(DIRECTIONS):
Tally the lines below that include the string "ClockPort". Reply with the total only.

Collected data
Start of Block

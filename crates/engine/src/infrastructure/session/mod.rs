//! Per-actor teleport sessions.
//!
//! A session tracks one actor's prior-position history, outstanding bring
//! grants, and the one-shot ignore latch. The registry hands out sessions
//! lazily, one per actor, for the lifetime of the process.

mod authorizations;
mod errors;
mod history;
mod teleport_session;

// Re-export all public types
pub use authorizations::BringAuthorizations;
pub use errors::TeleportError;
pub use history::LocationHistory;
pub use teleport_session::TeleportSession;

use std::sync::Arc;

use dashmap::DashMap;
use tokio::sync::Mutex;

use waystone_domain::{ActorId, HistoryCapacity};

/// A session handle shared between the protocol and event routing.
///
/// The mutex makes all operations on one actor's state appear sequential;
/// cross-actor operations lock two of these in ascending `ActorId` order.
pub type SharedSession = Arc<Mutex<TeleportSession>>;

/// Process-wide map from actor identity to teleport session.
///
/// Constructed once at startup and passed by `Arc` to every collaborator.
/// Entries are created on first lookup and never removed: actor identities
/// are bounded by the concurrently-connected population.
pub struct SessionRegistry {
    sessions: DashMap<ActorId, SharedSession>,
    history_capacity: HistoryCapacity,
}

impl SessionRegistry {
    pub fn new(history_capacity: HistoryCapacity) -> Self {
        Self {
            sessions: DashMap::new(),
            history_capacity,
        }
    }

    /// Returns the existing session for `actor`, or atomically creates and
    /// stores a new empty one. Never fails; exactly one session exists per
    /// distinct actor identity.
    pub fn session(&self, actor: ActorId) -> SharedSession {
        self.sessions
            .entry(actor)
            .or_insert_with(|| {
                tracing::debug!(%actor, "created teleport session");
                Arc::new(Mutex::new(TeleportSession::new(self.history_capacity)))
            })
            .clone()
    }

    /// Number of known sessions, for monitoring.
    pub fn session_count(&self) -> usize {
        self.sessions.len()
    }
}

#[cfg(test)]
mod tests {
    use super::*;

    #[test]
    fn session_is_created_on_first_access() {
        let registry = SessionRegistry::new(HistoryCapacity::default());
        assert_eq!(registry.session_count(), 0);

        let actor = ActorId::new();
        let _session = registry.session(actor);

        assert_eq!(registry.session_count(), 1);
    }

    #[test]
    fn repeated_lookups_return_the_same_session() {
        let registry = SessionRegistry::new(HistoryCapacity::default());
        let actor = ActorId::new();

        let first = registry.session(actor);
        let second = registry.session(actor);

        assert!(Arc::ptr_eq(&first, &second));
        assert_eq!(registry.session_count(), 1);
    }

    #[test]
    fn distinct_actors_get_distinct_sessions() {
        let registry = SessionRegistry::new(HistoryCapacity::default());

        let first = registry.session(ActorId::new());
        let second = registry.session(ActorId::new());

        assert!(!Arc::ptr_eq(&first, &second));
        assert_eq!(registry.session_count(), 2);
    }
}
//! Host collaborator port traits (world movement, permissions).

use async_trait::async_trait;
use waystone_domain::{ActorId, Capability, Position, WorldId};

/// The host's world-movement primitive.
///
/// Relocation is assumed atomic: it either fully succeeds or fails with no
/// partial state change. On failure the engine leaves its own session state
/// untouched as well.
#[cfg_attr(test, mockall::automock)]
#[async_trait]
pub trait RelocationPort: Send + Sync {
    async fn relocate(&self, actor: ActorId, destination: Position) -> anyhow::Result<()>;
}

/// Permission oracle consulted before privileged relocations.
///
/// `world` scopes the check to a destination world when one is known.
#[cfg_attr(test, mockall::automock)]
pub trait PermissionPort: Send + Sync {
    fn has_capability(
        &self,
        actor: ActorId,
        capability: Capability,
        world: Option<WorldId>,
    ) -> bool;
}
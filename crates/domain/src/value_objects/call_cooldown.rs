//! Minimum time between repeated calls to the same target, in seconds.

use serde::{Deserialize, Serialize};
use std::fmt;

/// Call cooldown (validated newtype). Zero disables rate limiting.
#[derive(Debug, Clone, Copy, PartialEq, Eq, Hash, Serialize, Deserialize)]
#[serde(try_from = "u64", into = "u64")]
pub struct CallCooldownSecs(u64);

impl CallCooldownSecs {
    /// Maximum valid value: 3600 seconds (1 hour)
    pub const MAX: u64 = 3_600;

    /// Default value: 30 seconds
    pub const DEFAULT: u64 = 30;

    pub fn new(seconds: u64) -> Result<Self, crate::DomainError> {
        if seconds > Self::MAX {
            return Err(crate::DomainError::validation(format!(
                "Call cooldown must be <= {} seconds (1 hour), got {}",
                Self::MAX,
                seconds
            )));
        }

        Ok(Self(seconds))
    }

    /// Create a new cooldown, clamping to the valid range.
    pub fn clamped(seconds: u64) -> Self {
        Self(seconds.min(Self::MAX))
    }

    #[inline]
    pub const fn value(self) -> u64 {
        self.0
    }

    /// Whether rate limiting is disabled entirely.
    pub fn is_disabled(self) -> bool {
        self.0 == 0
    }

    pub fn as_duration(self) -> chrono::Duration {
        chrono::Duration::seconds(self.0 as i64)
    }
}

impl Default for CallCooldownSecs {
    fn default() -> Self {
        Self(Self::DEFAULT)
    }
}

impl fmt::Display for CallCooldownSecs {
    fn fmt(&self, f: &mut fmt::Formatter<'_>) -> fmt::Result {
        write!(f, "{}s", self.0)
    }
}

impl From<CallCooldownSecs> for u64 {
    fn from(cooldown: CallCooldownSecs) -> Self {
        cooldown.0
    }
}

impl TryFrom<u64> for CallCooldownSecs {
    type Error = crate::DomainError;

    fn try_from(seconds: u64) -> Result<Self, Self::Error> {
        Self::new(seconds)
    }
}
//! Outstanding bring grants for one actor.

use std::collections::HashMap;

use chrono::{DateTime, Utc};

use waystone_domain::{ActorId, AuthorizationWindowSecs, CallCooldownSecs};

use super::errors::TeleportError;

/// Whom this actor may bring without elevated privilege, and since when.
///
/// Each entry comes from an accepted call and is keyed by the call's
/// requester. At most one outstanding grant per requester: a repeated call
/// refreshes the timestamp rather than duplicating the entry. Grants are
/// single-use; the owner removes them with [`consume`](Self::consume) once
/// a bring is about to be performed. Expiry is evaluated lazily against
/// the authorization window at check time.
#[derive(Debug, Default)]
pub struct BringAuthorizations {
    grants: HashMap<ActorId, DateTime<Utc>>,
}

impl BringAuthorizations {
    pub fn new() -> Self {
        Self::default()
    }

    /// Insert or refresh the grant for `requester`. Always succeeds.
    pub fn grant(&mut self, requester: ActorId, now: DateTime<Utc>) {
        self.grants.insert(requester, now);
    }

    /// True iff a grant for `requester` exists and has not expired.
    /// Does not consume.
    pub fn is_authorized(
        &self,
        requester: ActorId,
        now: DateTime<Utc>,
        window: AuthorizationWindowSecs,
    ) -> bool {
        match self.grants.get(&requester) {
            Some(granted_at) => now.signed_duration_since(*granted_at) <= window.as_duration(),
            None => false,
        }
    }

    /// Remove the grant for `requester`. A missing entry is a no-op.
    pub fn consume(&mut self, requester: ActorId) {
        self.grants.remove(&requester);
    }

    /// Fails with `RateLimited` while an existing grant for `requester` is
    /// younger than the cooldown. Used on the call path before re-granting.
    pub fn check_rate_limit(
        &self,
        requester: ActorId,
        now: DateTime<Utc>,
        cooldown: CallCooldownSecs,
    ) -> Result<(), TeleportError> {
        if cooldown.is_disabled() {
            return Ok(());
        }

        if let Some(granted_at) = self.grants.get(&requester) {
            let elapsed = now.signed_duration_since(*granted_at);
            if elapsed < cooldown.as_duration() {
                let retry_after_secs =
                    (cooldown.as_duration() - elapsed).num_seconds().max(1);
                return Err(TeleportError::RateLimited { retry_after_secs });
            }
        }

        Ok(())
    }

    pub fn len(&self) -> usize {
        self.grants.len()
    }

    pub fn is_empty(&self) -> bool {
        self.grants.is_empty()
    }
}

#[cfg(test)]
mod tests {
    use super::*;
    use chrono::TimeZone;

    fn at(secs: i64) -> DateTime<Utc> {
        Utc.timestamp_opt(1_700_000_000 + secs, 0).single().expect("valid timestamp")
    }

    fn window(secs: u64) -> AuthorizationWindowSecs {
        AuthorizationWindowSecs::new(secs).expect("valid window")
    }

    fn cooldown(secs: u64) -> CallCooldownSecs {
        CallCooldownSecs::new(secs).expect("valid cooldown")
    }

    #[test]
    fn grant_authorizes_within_window() {
        let mut auths = BringAuthorizations::new();
        let requester = ActorId::new();

        auths.grant(requester, at(0));

        assert!(auths.is_authorized(requester, at(0), window(300)));
        assert!(auths.is_authorized(requester, at(300), window(300)));
    }

    #[test]
    fn grant_expires_after_window() {
        let mut auths = BringAuthorizations::new();
        let requester = ActorId::new();

        auths.grant(requester, at(0));

        assert!(!auths.is_authorized(requester, at(301), window(300)));
    }

    #[test]
    fn unknown_requester_is_not_authorized() {
        let auths = BringAuthorizations::new();
        assert!(!auths.is_authorized(ActorId::new(), at(0), window(300)));
    }

    #[test]
    fn consume_is_single_use() {
        let mut auths = BringAuthorizations::new();
        let requester = ActorId::new();

        auths.grant(requester, at(0));
        auths.consume(requester);

        assert!(!auths.is_authorized(requester, at(1), window(300)));

        // A fresh grant re-authorizes
        auths.grant(requester, at(2));
        assert!(auths.is_authorized(requester, at(3), window(300)));
    }

    #[test]
    fn consume_of_missing_entry_is_a_no_op() {
        let mut auths = BringAuthorizations::new();
        auths.consume(ActorId::new());
        assert!(auths.is_empty());
    }

    #[test]
    fn regrant_refreshes_rather_than_duplicates() {
        let mut auths = BringAuthorizations::new();
        let requester = ActorId::new();

        auths.grant(requester, at(0));
        auths.grant(requester, at(100));

        assert_eq!(auths.len(), 1);
        // Refreshed timestamp keeps the grant alive past the original expiry
        assert!(auths.is_authorized(requester, at(350), window(300)));
    }

    #[test]
    fn rate_limit_rejects_young_entries() {
        let mut auths = BringAuthorizations::new();
        let requester = ActorId::new();

        auths.grant(requester, at(0));

        let result = auths.check_rate_limit(requester, at(10), cooldown(30));
        match result {
            Err(TeleportError::RateLimited { retry_after_secs }) => {
                assert_eq!(retry_after_secs, 20);
            }
            other => panic!("expected RateLimited, got {:?}", other),
        }
    }

    #[test]
    fn rate_limit_passes_after_cooldown() {
        let mut auths = BringAuthorizations::new();
        let requester = ActorId::new();

        auths.grant(requester, at(0));

        assert!(auths.check_rate_limit(requester, at(30), cooldown(30)).is_ok());
    }

    #[test]
    fn zero_cooldown_never_rate_limits() {
        let mut auths = BringAuthorizations::new();
        let requester = ActorId::new();

        auths.grant(requester, at(0));

        assert!(auths.check_rate_limit(requester, at(0), cooldown(0)).is_ok());
    }
}
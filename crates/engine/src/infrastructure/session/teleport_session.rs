//! Per-actor teleport session state.

use std::collections::HashMap;

use chrono::{DateTime, Utc};

use waystone_domain::{
    ActorId, AuthorizationWindowSecs, CallCooldownSecs, HistoryCapacity, Position,
};

use super::authorizations::BringAuthorizations;
use super::errors::TeleportError;
use super::history::LocationHistory;

/// One actor's teleport state: prior-position history, outstanding bring
/// grants, outgoing call timers, and the one-shot ignore latch.
///
/// The latch suppresses exactly one upcoming history record: it is set
/// right before a self-initiated relocation (a "return") so the host's
/// follow-up relocation event is not re-recorded as new history.
#[derive(Debug)]
pub struct TeleportSession {
    history: LocationHistory,
    authorizations: BringAuthorizations,
    ignore_location: Option<Position>,
    /// Last outgoing call per target, for requester-side rate limiting
    outgoing_calls: HashMap<ActorId, DateTime<Utc>>,
}

impl TeleportSession {
    pub fn new(history_capacity: HistoryCapacity) -> Self {
        Self {
            history: LocationHistory::new(history_capacity),
            authorizations: BringAuthorizations::new(),
            ignore_location: None,
            outgoing_calls: HashMap::new(),
        }
    }

    // =========================================================================
    // Location history
    // =========================================================================

    /// Record an observed position, unless the ignore latch matches it.
    ///
    /// A matching latch is consumed: it suppresses this one record and is
    /// cleared, so an identical follow-up position IS recorded.
    pub fn remember_location(&mut self, position: Position) {
        if self.ignore_location.as_ref() == Some(&position) {
            self.ignore_location = None;
            return;
        }
        self.history.push(position);
    }

    pub fn set_ignore_location(&mut self, position: Option<Position>) {
        self.ignore_location = position;
    }

    pub fn ignore_location(&self) -> Option<&Position> {
        self.ignore_location.as_ref()
    }

    /// Remove and return the most recently recorded position.
    pub fn pop_last_location(&mut self) -> Option<Position> {
        self.history.pop()
    }

    /// Re-insert a position popped for a relocation that then failed.
    pub fn restore_location(&mut self, position: Position) {
        self.history.push(position);
    }

    pub fn history_len(&self) -> usize {
        self.history.len()
    }

    // =========================================================================
    // Bring authorization
    // =========================================================================

    /// Record that this actor may bring `requester`, who just called.
    pub fn add_bringable(&mut self, requester: ActorId, now: DateTime<Utc>) {
        self.authorizations.grant(requester, now);
    }

    /// Whether this actor currently holds an unexpired grant to bring
    /// `requester`.
    pub fn is_bringable(
        &self,
        requester: ActorId,
        now: DateTime<Utc>,
        window: AuthorizationWindowSecs,
    ) -> bool {
        self.authorizations.is_authorized(requester, now, window)
    }

    /// Spend `requester`'s grant. No-op when absent.
    ///
    /// Callers make check-and-consume atomic by holding this session's lock
    /// across [`is_bringable`](Self::is_bringable) and this call.
    pub fn consume_bringable(&mut self, requester: ActorId) {
        self.authorizations.consume(requester);
    }

    /// Target-side call rate limit: rejects while this actor already holds
    /// a grant for `requester` younger than the cooldown.
    pub fn authorization_rate_limit(
        &self,
        requester: ActorId,
        now: DateTime<Utc>,
        cooldown: CallCooldownSecs,
    ) -> Result<(), TeleportError> {
        self.authorizations.check_rate_limit(requester, now, cooldown)
    }

    // =========================================================================
    // Outgoing call timers
    // =========================================================================

    /// Requester-side call rate limit.
    ///
    /// Fails with `RateLimited` while an unexpired timer for `target`
    /// exists; otherwise records a fresh timer. The timer is only written
    /// on success, so a rejected call leaves the prior timestamp intact.
    pub fn check_last_teleport_request(
        &mut self,
        target: ActorId,
        now: DateTime<Utc>,
        cooldown: CallCooldownSecs,
    ) -> Result<(), TeleportError> {
        if !cooldown.is_disabled() {
            if let Some(last) = self.outgoing_calls.get(&target) {
                let elapsed = now.signed_duration_since(*last);
                if elapsed < cooldown.as_duration() {
                    let retry_after_secs =
                        (cooldown.as_duration() - elapsed).num_seconds().max(1);
                    return Err(TeleportError::RateLimited { retry_after_secs });
                }
            }
        }

        self.outgoing_calls.insert(target, now);
        Ok(())
    }
}
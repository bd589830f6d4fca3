//! A point in a world, with orientation.

use serde::{Deserialize, Serialize};
use std::fmt;

use crate::ids::WorldId;

/// An immutable world position: coordinates plus look angles.
///
/// Equality is plain value equality over all five numeric fields and the
/// world identifier. The ignore-latch comparison in a teleport session
/// relies on this: a relocation event is suppressed only when its
/// destination matches the latched position exactly.
#[derive(Debug, Clone, Copy, PartialEq, Serialize, Deserialize)]
pub struct Position {
    world: WorldId,
    x: f64,
    y: f64,
    z: f64,
    pitch: f32,
    yaw: f32,
}

impl Position {
    pub fn new(world: WorldId, x: f64, y: f64, z: f64, pitch: f32, yaw: f32) -> Self {
        Self {
            world,
            x,
            y,
            z,
            pitch,
            yaw,
        }
    }

    pub fn world(&self) -> WorldId {
        self.world
    }

    pub fn x(&self) -> f64 {
        self.x
    }

    pub fn y(&self) -> f64 {
        self.y
    }

    pub fn z(&self) -> f64 {
        self.z
    }

    pub fn pitch(&self) -> f32 {
        self.pitch
    }

    pub fn yaw(&self) -> f32 {
        self.yaw
    }

    /// Returns a copy of this position carrying the look angles of `other`.
    ///
    /// Used by the "put" operation: the placed actor keeps facing the way
    /// they already were, regardless of the destination's orientation.
    pub fn with_orientation_of(&self, other: &Position) -> Self {
        Self {
            pitch: other.pitch,
            yaw: other.yaw,
            ..*self
        }
    }
}

impl fmt::Display for Position {
    fn fmt(&self, f: &mut fmt::Formatter<'_>) -> fmt::Result {
        write!(
            f,
            "({:.1}, {:.1}, {:.1}) in {}",
            self.x, self.y, self.z, self.world
        )
    }
}
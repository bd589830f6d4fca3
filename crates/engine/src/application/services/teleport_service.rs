//! The relocation protocol.
//!
//! Validates, rate-limits, and consumes relocation requests against the
//! per-actor sessions: direct teleports, call/bring handshakes, placement
//! ("put"), and returns to a prior location. Target and destination
//! resolution happen host-side; every operation here receives already
//! resolved identities and positions.
//!
//! History recording stays on a single path: the host reports every
//! position change through [`TeleportService::relocation_observed`], and
//! the protocol never pushes history directly. A "return" latches its
//! destination on the session beforehand so its own relocation event is
//! not re-recorded.

use std::sync::Arc;

use waystone_domain::{ActorId, Capability, Position};

use crate::infrastructure::ports::{ClockPort, PermissionPort, RelocationPort};
use crate::infrastructure::session::{SessionRegistry, TeleportError};
use crate::infrastructure::settings::TeleportSettings;

/// The relocation operations the protocol performs.
///
/// Post-processing differences between operations are data on this enum
/// rather than per-call-site variants: whether the move may enter history,
/// and whether the destination keeps the moved actor's look angles.
#[derive(Debug, Clone, Copy, PartialEq, Eq)]
pub enum RelocationKind {
    Teleport,
    Bring,
    Put,
    Return,
}

impl RelocationKind {
    /// Whether the host's follow-up relocation event should land in
    /// history. A return latches its destination on the session instead,
    /// so the undo itself is not recorded as something to undo.
    pub fn captures_prior_position(self) -> bool {
        !matches!(self, Self::Return)
    }

    /// Whether the destination keeps the moved actor's current look angles.
    pub fn keeps_target_orientation(self) -> bool {
        matches!(self, Self::Put)
    }

    /// Destination adjusted per this kind's orientation rule.
    pub fn prepare_destination(
        self,
        destination: Position,
        target_position: &Position,
    ) -> Position {
        if self.keeps_target_orientation() {
            destination.with_orientation_of(target_position)
        } else {
            destination
        }
    }

    pub fn as_str(self) -> &'static str {
        match self {
            Self::Teleport => "teleport",
            Self::Bring => "bring",
            Self::Put => "put",
            Self::Return => "return",
        }
    }
}

/// Orchestrates relocation requests over sessions and host ports.
///
/// Generic over the clock, permission oracle, and relocation primitive so
/// tests can inject all three.
pub struct TeleportService<C: ClockPort, P: PermissionPort, R: RelocationPort> {
    registry: Arc<SessionRegistry>,
    clock: Arc<C>,
    permissions: Arc<P>,
    relocator: Arc<R>,
    settings: TeleportSettings,
}

impl<C: ClockPort, P: PermissionPort, R: RelocationPort> TeleportService<C, P, R> {
    pub fn new(
        registry: Arc<SessionRegistry>,
        clock: Arc<C>,
        permissions: Arc<P>,
        relocator: Arc<R>,
        settings: TeleportSettings,
    ) -> Self {
        Self {
            registry,
            clock,
            permissions,
            relocator,
            settings,
        }
    }

    /// Direct teleport of `target` to `destination`, requested by `actor`.
    ///
    /// Moving anyone but oneself requires the elevated capability in the
    /// destination world.
    pub async fn teleport(
        &self,
        actor: ActorId,
        target: ActorId,
        destination: Position,
    ) -> Result<(), TeleportError> {
        let kind = RelocationKind::Teleport;
        let capability = if actor == target {
            Capability::Teleport
        } else {
            Capability::TeleportOther
        };
        if !self
            .permissions
            .has_capability(actor, capability, Some(destination.world()))
        {
            return Err(TeleportError::NotAuthorized);
        }

        self.relocator.relocate(target, destination).await?;
        tracing::info!(%actor, %target, op = kind.as_str(), "relocated actor");
        Ok(())
    }

    /// Ask `target` for a teleport: on success `target` may bring
    /// `requester` once within the authorization window.
    ///
    /// Rate-limited on both ends: against the age of an existing grant on
    /// the target, and against the requester's own outgoing-call timer for
    /// this target. Both checks run before any mutation, so a rejected
    /// call leaves every timestamp unchanged.
    pub async fn call(&self, requester: ActorId, target: ActorId) -> Result<(), TeleportError> {
        if !self
            .permissions
            .has_capability(requester, Capability::Call, None)
        {
            return Err(TeleportError::NotAuthorized);
        }

        let now = self.clock.now();
        let cooldown = self.settings.call_cooldown;

        if requester == target {
            let session = self.registry.session(requester);
            let mut session = session.lock().await;
            session.authorization_rate_limit(requester, now, cooldown)?;
            session.check_last_teleport_request(target, now, cooldown)?;
            session.add_bringable(requester, now);
            return Ok(());
        }

        let requester_session = self.registry.session(requester);
        let target_session = self.registry.session(target);

        // Two sessions: always lock in ascending actor-id order.
        let (mut requester_session, mut target_session) = if requester < target {
            let r = requester_session.lock().await;
            let t = target_session.lock().await;
            (r, t)
        } else {
            let t = target_session.lock().await;
            let r = requester_session.lock().await;
            (r, t)
        };

        target_session.authorization_rate_limit(requester, now, cooldown)?;
        requester_session.check_last_teleport_request(target, now, cooldown)?;
        target_session.add_bringable(requester, now);

        tracing::info!(%requester, %target, "teleport request recorded");
        Ok(())
    }

    /// Bring `target` to `actor`'s position.
    ///
    /// Allowed either by elevated capability (no consent needed) or by an
    /// unexpired grant on `actor`'s own session from `target`'s earlier
    /// call, which this spends. The grant check and its consumption happen
    /// under one session lock, so two racing brings cannot both use the
    /// same grant, and a failed relocation consumes nothing.
    pub async fn bring(
        &self,
        actor: ActorId,
        target: ActorId,
        actor_position: Position,
    ) -> Result<(), TeleportError> {
        let kind = RelocationKind::Bring;

        if self.permissions.has_capability(
            actor,
            Capability::TeleportOther,
            Some(actor_position.world()),
        ) {
            self.relocator.relocate(target, actor_position).await?;
            tracing::info!(%actor, %target, op = kind.as_str(), "privileged bring");
            return Ok(());
        }

        let now = self.clock.now();
        let session = self.registry.session(actor);
        let mut session = session.lock().await;

        // The grant was recorded on this actor's session when `target`
        // called; `target` is the requester the table is keyed by.
        if !session.is_bringable(target, now, self.settings.bring_authorization_window) {
            return Err(TeleportError::NotAuthorized);
        }

        self.relocator.relocate(target, actor_position).await?;
        session.consume_bringable(target);

        tracing::info!(%actor, %target, op = kind.as_str(), "teleport request accepted");
        Ok(())
    }

    /// Place `target` at `destination`, keeping the target's own look
    /// angles. Always requires the elevated capability.
    pub async fn put(
        &self,
        actor: ActorId,
        target: ActorId,
        destination: Position,
        target_position: Position,
    ) -> Result<(), TeleportError> {
        let kind = RelocationKind::Put;
        if !self.permissions.has_capability(
            actor,
            Capability::TeleportOther,
            Some(destination.world()),
        ) {
            return Err(TeleportError::NotAuthorized);
        }

        let destination = kind.prepare_destination(destination, &target_position);
        self.relocator.relocate(target, destination).await?;
        tracing::info!(%actor, %target, op = kind.as_str(), "placed actor");
        Ok(())
    }

    /// Return `target` to their most recently recorded position.
    ///
    /// Pops the history entry, latches it as ignored, then relocates. If
    /// the host relocation fails the pop and the latch are rolled back,
    /// leaving no observable change.
    pub async fn ret(&self, requester: ActorId, target: ActorId) -> Result<(), TeleportError> {
        let kind = RelocationKind::Return;
        let capability = if requester == target {
            Capability::Return
        } else {
            Capability::ReturnOther
        };
        if !self.permissions.has_capability(requester, capability, None) {
            return Err(TeleportError::NotAuthorized);
        }

        let session = self.registry.session(target);
        let mut session = session.lock().await;

        let prior = session
            .pop_last_location()
            .ok_or(TeleportError::NoPriorLocation)?;

        if !kind.captures_prior_position() {
            session.set_ignore_location(Some(prior));
        }

        match self.relocator.relocate(target, prior).await {
            Ok(()) => {
                tracing::info!(%requester, %target, op = kind.as_str(), "returned actor");
                Ok(())
            }
            Err(e) => {
                session.set_ignore_location(None);
                session.restore_location(prior);
                Err(TeleportError::TargetUnresolvable(e))
            }
        }
    }

    /// Host notification: `actor` moved from `from` to `to`.
    ///
    /// The position being left is what history retains. A session latch
    /// matching the destination marks a self-initiated return; it is
    /// consumed and nothing is recorded.
    pub async fn relocation_observed(&self, actor: ActorId, from: Position, to: Position) {
        let session = self.registry.session(actor);
        let mut session = session.lock().await;

        if session.ignore_location() == Some(&to) {
            session.set_ignore_location(None);
            tracing::debug!(%actor, "suppressed record of self-initiated relocation");
            return;
        }
        session.remember_location(from);
    }

    /// Host notification: `actor` respawned; the death position enters
    /// history so it can be returned to.
    pub async fn respawn_observed(&self, actor: ActorId, death_position: Position) {
        let session = self.registry.session(actor);
        session.lock().await.remember_location(death_position);
    }
}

End of Block

(FINISHED EXERCISE):
3